Nous repoussons résolument la tentation de suivre dans ses capricieux méandres cette existence de soixante-cinq ans, si « diversifiée », suivant un de ses mots favoris[1], et qui a reflété dans son cours tant de paysages et de bosquets variés : telle une rivière nullement pressée, toute gracieuse de contours et de mélancolie, qui l’opposent aux puissants fleuves, dont le cours droit, rapide et fort, symbolise assez bien la volonté ferme et les convictions chez les hommes.
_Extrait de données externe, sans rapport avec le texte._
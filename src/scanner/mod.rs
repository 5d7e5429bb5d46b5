//! Source scanning: context-aware brace counting and procedure regions

mod context;
mod region;

pub use context::{scan_line, total_delta, Brace, BraceKind, LineScan, ScanState};
pub use region::{dedent_region, extract_region, indent_block, replace_region, Region};
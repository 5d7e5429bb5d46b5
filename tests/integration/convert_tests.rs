//! Integration tests for the convert-to-sql workflow

use rust_efsquash::{ConvertOptions, ConvertOutcome, SqlConversion};

use crate::common::{FailingGenerator, FakeGenerator, TestContext};

const APPLY: &str = "START TRANSACTION;\n\nCREATE INDEX \"IX_Users_Email\" ON \"Users\" (\"Email\");\n\nINSERT INTO \"__EFMigrationsHistory\" (\"MigrationId\", \"ProductVersion\")\nVALUES ('20250301000000_AddIndexes', '8.0.0');\n\nCOMMIT;\n";
const REVERT: &str = "START TRANSACTION;\n\nDROP INDEX \"IX_Users_Email\";\n\nDELETE FROM \"__EFMigrationsHistory\"\nWHERE \"MigrationId\" = '20250301000000_AddIndexes';\n\nCOMMIT;\n";

#[test]
fn test_convert_newest_by_default() {
    let ctx = TestContext::with_fixture("three_migrations");
    let designer_before = ctx.read("20250301000000_AddIndexes.Designer.cs");
    let generator = FakeGenerator::new(APPLY, REVERT);

    let outcome = ctx.convert_with(&ConvertOptions::new(ctx.migrations_dir()), &generator);
    let ConvertOutcome::Finished { migration, sql } = outcome else {
        panic!("Expected a conversion");
    };
    assert_eq!(sql, SqlConversion::Converted);
    assert_eq!(migration.file_name().unwrap(), "20250301000000_AddIndexes.cs");

    let calls = generator.calls.borrow();
    assert_eq!(calls[0].0, "20240215000000_AddOrders");
    assert_eq!(calls[0].1, "20250301000000_AddIndexes");
    assert_eq!(calls[1].0, "20250301000000_AddIndexes");
    assert_eq!(calls[1].1, "20240215000000_AddOrders");

    let converted = ctx.read("20250301000000_AddIndexes.cs");
    assert!(converted.contains(
        "        protected override void Up(MigrationBuilder migrationBuilder)\n        {\n            migrationBuilder.Sql(@\"CREATE INDEX \"\"IX_Users_Email\"\" ON \"\"Users\"\" (\"\"Email\"\");\");\n        }"
    ));
    assert!(converted.contains(
        "        protected override void Down(MigrationBuilder migrationBuilder)\n        {\n            migrationBuilder.Sql(@\"DROP INDEX \"\"IX_Users_Email\"\";\");\n        }"
    ));

    // Designer files are never touched
    assert_eq!(ctx.read("20250301000000_AddIndexes.Designer.cs"), designer_before);
    assert_eq!(ctx.migration_files().len(), 7);
}

#[test]
fn test_convert_named_migration() {
    let ctx = TestContext::with_fixture("three_migrations");
    let generator = FakeGenerator::new(APPLY, REVERT);
    let mut options = ConvertOptions::new(ctx.migrations_dir());
    options.migration = Some("Initial".to_string());

    let outcome = ctx.convert_with(&options, &generator);
    let ConvertOutcome::Finished { migration, .. } = outcome else {
        panic!("Expected a conversion");
    };
    assert_eq!(migration.file_name().unwrap(), "20240101000000_Initial.cs");
    assert_eq!(generator.calls.borrow()[0].0, "0");
    assert!(ctx.read("20240101000000_Initial.cs").contains("migrationBuilder.Sql(@\""));
    assert!(!ctx.read("20240215000000_AddOrders.cs").contains("migrationBuilder.Sql(@\"CREATE"));
}

#[test]
fn test_convert_unknown_migration_is_nothing_to_process() {
    let ctx = TestContext::with_fixture("three_migrations");
    let mut options = ConvertOptions::new(ctx.migrations_dir());
    options.migration = Some("NoSuchMigration".to_string());

    let outcome = ctx.convert_with(&options, &FakeGenerator::unused());
    assert!(matches!(outcome, ConvertOutcome::NothingToProcess));
}

#[test]
fn test_convert_failure_leaves_file_untouched() {
    let ctx = TestContext::with_fixture("three_migrations");
    let before = ctx.read("20250301000000_AddIndexes.cs");

    let outcome = ctx.convert_with(&ConvertOptions::new(ctx.migrations_dir()), &FailingGenerator);
    let ConvertOutcome::Finished { sql, .. } = outcome else {
        panic!("Expected a finished conversion");
    };
    assert!(matches!(sql, SqlConversion::Skipped(_)));
    assert_eq!(ctx.read("20250301000000_AddIndexes.cs"), before);
}
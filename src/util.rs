//! Shared utility helpers.

/// One level of indentation in generated C#.
pub const INDENT: &str = "    ";

/// Case-insensitive substring search without allocating an uppercase copy.
#[inline]
pub fn contains_ci(haystack: &str, needle: &str) -> bool {
    let needle_bytes = needle.as_bytes();
    let haystack_bytes = haystack.as_bytes();
    if needle_bytes.is_empty() {
        return true;
    }
    if needle_bytes.len() > haystack_bytes.len() {
        return false;
    }
    haystack_bytes
        .windows(needle_bytes.len())
        .any(|window| window.eq_ignore_ascii_case(needle_bytes))
}

/// Leading whitespace of a line (spaces and tabs only).
#[inline]
pub fn leading_whitespace(line: &str) -> &str {
    let end = line
        .find(|c: char| c != ' ' && c != '\t')
        .unwrap_or(line.len());
    &line[..end]
}
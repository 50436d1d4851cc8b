mod serpapi;

pub use serpapi::{summarize, SerpApiClient, NO_RESULT};
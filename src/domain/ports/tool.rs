use crate::domain::{errors::DomainError, ToolDescriptor};
use async_trait::async_trait;

/// A capability exposed to the routing agent: text in, text out.
#[async_trait]
pub trait ToolAdapter: Send + Sync {
    fn descriptor(&self) -> ToolDescriptor;

    async fn invoke(&self, input: &str) -> Result<String, DomainError>;
}
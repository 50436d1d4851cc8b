use std::collections::{BTreeMap, HashMap};
use std::sync::Arc;

use crate::domain::{ports::ToolAdapter, DomainError, ToolDescriptor, ToolKind};

/// Fixed dispatch table from tool name to adapter, one adapter per [`ToolKind`].
pub struct ToolRegistry {
    adapters: BTreeMap<ToolKind, Arc<dyn ToolAdapter>>,
    names: HashMap<String, ToolKind>,
    descriptors: Vec<ToolDescriptor>,
}

impl ToolRegistry {
    /// Requires exactly one adapter for every kind, each under a unique name.
    pub fn new(tools: Vec<Arc<dyn ToolAdapter>>) -> Result<Self, DomainError> {
        let mut adapters = BTreeMap::new();
        let mut names = HashMap::new();

        for tool in tools {
            let descriptor = tool.descriptor();
            if names.contains_key(&descriptor.name) {
                return Err(DomainError::config(format!(
                    "tool name `{}` is registered twice",
                    descriptor.name
                )));
            }
            if adapters.contains_key(&descriptor.kind) {
                return Err(DomainError::config(format!(
                    "more than one adapter for {}",
                    descriptor.kind
                )));
            }
            names.insert(descriptor.name.clone(), descriptor.kind);
            adapters.insert(descriptor.kind, tool);
        }

        if let Some(missing) = ToolKind::ALL.iter().find(|k| !adapters.contains_key(*k)) {
            return Err(DomainError::config(format!("no adapter for {missing}")));
        }

        let descriptors = adapters.values().map(|t| t.descriptor()).collect();
        Ok(Self {
            adapters,
            names,
            descriptors,
        })
    }

    pub fn descriptors(&self) -> &[ToolDescriptor] {
        &self.descriptors
    }

    pub fn names(&self) -> Vec<&str> {
        self.descriptors.iter().map(|d| d.name.as_str()).collect()
    }

    /// Exact name match first, then a case-insensitive one.
    pub fn resolve(&self, name: &str) -> Option<ToolKind> {
        let name = name.trim();
        self.names.get(name).copied().or_else(|| {
            self.names
                .iter()
                .find(|(n, _)| n.eq_ignore_ascii_case(name))
                .map(|(_, kind)| *kind)
        })
    }

    pub async fn dispatch(&self, name: &str, input: &str) -> Result<String, DomainError> {
        let tool = self
            .resolve(name)
            .and_then(|kind| self.adapters.get(&kind))
            .ok_or_else(|| DomainError::not_found(format!("tool `{name}`")))?;
        tool.invoke(input).await
    }
}
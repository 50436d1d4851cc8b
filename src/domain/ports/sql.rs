use crate::domain::errors::DomainError;
use async_trait::async_trait;

#[derive(Debug, Clone, Copy, PartialEq, Eq)]
pub enum QueryMode {
    /// Reject any statement that could modify the database.
    ReadOnly,
    ReadWrite,
}

#[derive(Debug, Clone, Default, PartialEq)]
pub struct QueryResult {
    pub columns: Vec<String>,
    pub rows: Vec<Vec<String>>,
    pub rows_affected: usize,
    pub truncated: bool,
}

impl QueryResult {
    /// Renders the result as a pipe-separated table the model can read.
    pub fn render(&self) -> String {
        if self.columns.is_empty() {
            return format!("{} row(s) affected", self.rows_affected);
        }
        if self.rows.is_empty() {
            return format!("{}\n(no rows)", self.columns.join(" | "));
        }

        let mut out = self.columns.join(" | ");
        for row in &self.rows {
            out.push('\n');
            out.push_str(&row.join(" | "));
        }
        if self.truncated {
            out.push_str("\n(more rows omitted)");
        }
        out
    }
}

#[async_trait]
pub trait SqlDatabase: Send + Sync {
    fn dialect(&self) -> &str;

    /// Schema of every table plus a few sample rows.
    async fn table_info(&self) -> Result<String, DomainError>;

    async fn run(&self, sql: &str, mode: QueryMode) -> Result<QueryResult, DomainError>;
}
Nous ne suivrons point successivement le jeune romantique qui incarna dans le Cénacle la finesse du goût et l’érudition, essaya de fournir, dans la personne de Ronsard, un portrait d’ancêtre à Victor Hugo, puis se détacha de la nouvelle école et de son impérieux chef ; — le célibataire endurci, amoureux de Mme Victor Hugo, puis de Mme d’Arbouville et assidu chez Mme Récamier, — le poète qui se cache à demi, telle Galatée sous les saules, sous le nom de « son ami Joseph Delorme », un jeune frère de René et d’Obermann qui aurait lu les Regrets de Joachim du Bellay et les élégies sensuelles d’André Chénier, — le fervent de Lamennais, qui se détache, en 1840, du christianisme, comme il avait fait plus tôt du romantisme, — l’artiste qui, en cette même année, décisive pour lui, renonce tristement à la création littéraire (vers et romans), pour se faire biblio-

  1. Son autre mot favori est saison, pris au figuré. On sait que l’on se peint dans de tels mots : ceux de Sainte-Beuve marquent bien son double goût de la variété et de la poésie.